= Our Lady of Endor Coven =

Satanic cult

Our Lady of Endor Coven, also known as Ophite Cultus Sathanas, was an American Satanic group founded by Herbert Arthur Sloane (born September 3, 1905, died June 16, 1975) in Cleveland, Ohio, with a claimed origin in 1948 though definitive documentation of the group does not appear until the 1960s. Heavily influenced by Gnosticism, the group equated Sathanas with the Serpent in the Garden of Eden as revealer of true knowledge.

==Namesakes==
The term "Ophite" refers to the ancient gnostic sect of the Ophites, who revered the Serpent of Eden. The Latin phrase Cultus Sathanas translates to "Cult of Satan".

The "Lady of Endor" refers to the Witch of Endor, a woman in the Hebrew Bible said to summon spirits of the deceased.

==Date of origin==
A 1967 Toledo newspaper interview with Sloane about his occult and fortune telling business made no mention of the Coven. Sloane's Coven was first publicly documented in mid-1968, when British occult writer Richard Cavendish shared that he had received a letter from a Satanist "lodge" in Toledo, Ohio.

While current scholars of Satanism point to the lack of evidence that Ophite Cultus Sathanas existed prior to 1966, some conclude the group likely had earlier roots:
It seems probable the group was in existence before 1966, although I have not found any traces of it in literature prior to that date. Sloane himself suggested that he was already operating in the 1940s, but given the many parallels with Wicca the group displayed, it is more likely its date of origin must be located sometime after 1953, the year Gerald Gardner's neopagan cult of witchcraft came into the open.

==Beliefs==
Sloane had a Protestant upbringing. Sloane referred in his June 1968 letter to his group as "Our Lady of Endor Coven, The Ophitic Cultus Sathanas" and clarifies that it was Sathanas in the form of the Serpent who brought the knowledge (gnosis) of the true God to Eve when she ate of the Tree of Knowledge. This true God is above the creator god of this world. He writes that Cain was the first Satanic priest and performed the first Satanic Mass (which explains Cain being punished by the creator god).

According to Sloane, true Satanists are following the way of the Serpent and of Cain, as the early ophitic gnostics were. Hans Jonas offered this gnostic analysis:

... it is the serpent that persuades Adam and Eve to taste of the fruit of knowledge and thereby to disobey their Creator ... Indeed, more than one gnostic sect derived its name from the cult of the serpent ("Ophites" from the Gk. ophis; "Naassenes" from the Heb. nahas--the group as a whole being termed "ophitic")

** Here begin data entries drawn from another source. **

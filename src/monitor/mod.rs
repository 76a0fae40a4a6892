//! Background monitoring of the external store's table set.
//!
//! One dedicated task polls the store on a fixed interval, filters the raw
//! listing, and publishes immutable [`TableSet`] snapshots over a watch
//! channel: a single writer, any number of readers, and built-in
//! wait-for-first-value semantics. Shutdown is a second watch channel raced
//! against the interval sleep, so the stop signal and the timer resolve in
//! one `select!` with shutdown given priority.

#[cfg(test)]
mod monitor_test;

use std::sync::Arc;
use std::time::Duration;

#[cfg(test)]
use mockall::automock;
use tokio::sync::watch;
use tokio::task::JoinHandle;
use tokio::time::sleep;
use tokio::time::timeout;
use tracing::debug;
use tracing::error;
use tracing::info;

use crate::catalog::TableId;
use crate::catalog::TableSet;
use crate::config::MonitorConfig;
use crate::errors::MonitorError;
use crate::errors::SourceError;
use crate::filter::FilterSetting;
use crate::filter::FilterSpec;
use crate::source::ConnectionProvider;
use crate::source::DialectLister;
use crate::Result;

/// Bound on waiting for the monitor task to observe the stop signal.
const SHUTDOWN_TIMEOUT: Duration = Duration::from_secs(10);

/// Signals the monitor raises toward the host orchestrator. Both methods are
/// invoked from the monitor's background task and must not block.
#[cfg_attr(test, automock)]
pub trait OrchestratorCallback: Send + Sync {
    /// The filtered table set changed after the first publish; task
    /// assignments should be recomputed.
    fn request_reconfiguration(&self);

    /// An unrecoverable error ended the poll loop.
    fn raise_error(&self, err: MonitorError);
}

/// Monitors the external store for changes to the set of tables the
/// connector should copy. Construction validates the configuration;
/// [`TableMonitor::start`] spawns the poll loop and hands back the
/// read/stop surface.
pub struct TableMonitor<L, P, C> {
    lister: Arc<L>,
    provider: Arc<P>,
    callback: Arc<C>,
    poll_interval: Duration,
    tables_timeout: Duration,
    filter: FilterSpec,
}

impl<L, P, C> TableMonitor<L, P, C>
where
    L: DialectLister + 'static,
    P: ConnectionProvider + 'static,
    C: OrchestratorCallback + 'static,
{
    /// Fails on any configuration conflict (both table lists set, query mode
    /// combined with a list, zero intervals) before any polling occurs.
    pub fn new(
        lister: Arc<L>,
        provider: Arc<P>,
        callback: Arc<C>,
        config: &MonitorConfig,
    ) -> Result<Self> {
        config.validate()?;
        Ok(Self {
            lister,
            provider,
            callback,
            poll_interval: Duration::from_millis(config.table_poll_interval_ms),
            tables_timeout: Duration::from_millis(config.tables_wait_timeout_ms),
            filter: FilterSpec::from_config(config),
        })
    }

    /// Spawns the poll loop on a dedicated task.
    pub fn start(self) -> MonitorHandle {
        info!("Starting task to monitor tables.");
        let (tables_tx, tables_rx) = watch::channel(None);
        let (shutdown_tx, shutdown_rx) = watch::channel(());
        let setting = self.filter.setting();
        let tables_timeout = self.tables_timeout;
        let join = tokio::spawn(self.run(tables_tx, shutdown_rx));
        MonitorHandle {
            tables_rx,
            shutdown_tx,
            join,
            setting,
            tables_timeout,
        }
    }

    async fn run(
        self,
        tables_tx: watch::Sender<Option<Arc<TableSet>>>,
        mut shutdown_rx: watch::Receiver<()>,
    ) {
        loop {
            match self.poll_once(&tables_tx).await {
                Ok(true) => self.callback.request_reconfiguration(),
                Ok(false) => {}
                Err(err) => {
                    error!("Table monitoring failed with an unrecoverable error: {err}");
                    self.callback.raise_error(err);
                    return;
                }
            }

            debug!("Waiting {:?} to check for changed tables.", self.poll_interval);
            tokio::select! {
                biased;
                _ = shutdown_rx.changed() => {
                    info!("Stop signal received; table monitor exiting.");
                    return;
                }
                _ = sleep(self.poll_interval) => {}
            }
        }
    }

    /// One poll cycle. Returns `Ok(true)` when a change was published that
    /// should trigger task reconfiguration, which is any publish except the
    /// first. Transient source failures are swallowed here; only errors the
    /// collaborators declare unrecoverable propagate.
    async fn poll_once(
        &self,
        tables_tx: &watch::Sender<Option<Arc<TableSet>>>,
    ) -> std::result::Result<bool, MonitorError> {
        let raw = match self.list_tables().await {
            Ok(tables) => tables,
            Err(err) if err.is_transient() => {
                error!(
                    "Error while trying to get updated table list, ignoring and waiting \
                     for next poll interval: {err}"
                );
                self.provider.close().await;
                return Ok(false);
            }
            Err(err) => return Err(MonitorError::Source(err)),
        };
        debug!("Got the following tables: {raw:?}");

        let filtered = self.filter.apply(raw);
        let unchanged = tables_tx
            .borrow()
            .as_ref()
            .is_some_and(|current| current.tables() == filtered.as_slice());
        if unchanged {
            return Ok(false);
        }

        info!("After filtering the tables are: {}", render_table_list(&filtered));
        let first_publish = tables_tx.borrow().is_none();
        tables_tx.send_replace(Some(Arc::new(TableSet::new(filtered))));
        Ok(!first_publish)
    }

    async fn list_tables(&self) -> std::result::Result<Vec<TableId>, SourceError> {
        let conn = self.provider.connection().await?;
        self.lister.list_tables(&conn).await
    }
}

/// Read/stop surface of a running monitor. Cheap to share across whichever
/// threads the host orchestrator uses to request task configurations.
pub struct MonitorHandle {
    tables_rx: watch::Receiver<Option<Arc<TableSet>>>,
    shutdown_tx: watch::Sender<()>,
    join: JoinHandle<()>,
    setting: FilterSetting,
    tables_timeout: Duration,
}

impl MonitorHandle {
    /// Returns the current table snapshot, waiting up to the configured
    /// bound for the first publish.
    ///
    /// Fails with [`MonitorError::SnapshotTimeout`] when no snapshot arrives
    /// in time and with [`MonitorError::DuplicateTableNames`] whenever the
    /// current snapshot carries duplicate unqualified names. The duplicate
    /// check runs on every call: collisions discovered by a later poll must
    /// block callers just the same.
    pub async fn tables(&self) -> Result<Arc<TableSet>> {
        let mut rx = self.tables_rx.clone();
        let snapshot = match timeout(self.tables_timeout, rx.wait_for(|v| v.is_some())).await {
            Err(_) => return Err(MonitorError::SnapshotTimeout(self.tables_timeout).into()),
            Ok(Err(_)) => return Err(MonitorError::Stopped.into()),
            Ok(Ok(current)) => current.as_ref().cloned(),
        };
        let snapshot = snapshot.ok_or(MonitorError::Stopped)?;

        if snapshot.has_duplicates() {
            return Err(MonitorError::duplicate_names(self.setting, snapshot.duplicates()).into());
        }
        Ok(snapshot)
    }

    /// Signals the poll loop to exit at its next wait point. Idempotent; a
    /// poll cycle already in flight completes normally.
    pub fn stop(&self) {
        info!("Shutting down task monitoring tables.");
        let _ = self.shutdown_tx.send(());
    }

    /// Stops the loop and waits for the task to finish. Once this returns,
    /// no further reconfiguration callback will be invoked.
    pub async fn shutdown(self) -> Result<()> {
        self.stop();
        match timeout(SHUTDOWN_TIMEOUT, self.join).await {
            Ok(Ok(())) => Ok(()),
            Ok(Err(err)) => Err(MonitorError::TaskFailed(err).into()),
            Err(_) => Err(MonitorError::ShutdownTimeout(SHUTDOWN_TIMEOUT).into()),
        }
    }
}

fn render_table_list(tables: &[TableId]) -> String {
    tables.iter().map(TableId::fqn_unquoted).collect::<Vec<_>>().join(",")
}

This general Serpent is also the wise Word of Eve. This is the mystery of Eden: this is the river that flows out of Eden. This is also the mark that was set on Cain, whose sacrifice the god of this world [the creator god] did not accept whereas he accepted the bloody sacrifice of Abel: for the lord of this world delights in blood.

Sloane believed in a horned god, which he said was revealed to him in the woods when he was a child. This horned god, according to him, was the original and most ancient god ever worshipped by humans (he explains that anthropology has proven this). After seeing Margaret Murray's book The God of the Witches (published in 1931), he said he realized that the horned god was Satan (Sathanas). Sloane had become very active in the Spiritualist Church movement, being a minister in a Spiritualist Church since the 1930s, and traveling to various locations in Ohio to perform services. He describes his coven of Sathanas as developing out of his occupation with Spiritualism.

Sloane also corresponded with his contemporary Gerald Gardner (the founder of the Wicca movement, who died in 1964), concerning Sloane's interest in portraying true witches as worshiping Satan, or "Sathanas", a view which Gardner himself fought against in his writings. However, Sloane believed that, while "gnosis" referred to knowledge, and "wicca" referred to wisdom, modern witches had fallen away from the true knowledge, and instead had begun worshipping a fertility god, a reflection of the creator god.

When the Church of Satan appeared in the 1960s, Sloane began corresponding with Anton LaVey, with an interest in finding more Satanists to participate in his own organization. Sloane highly recommended the 1958 book The Gnostic Religion, and selections from it were sometimes read at ceremonies.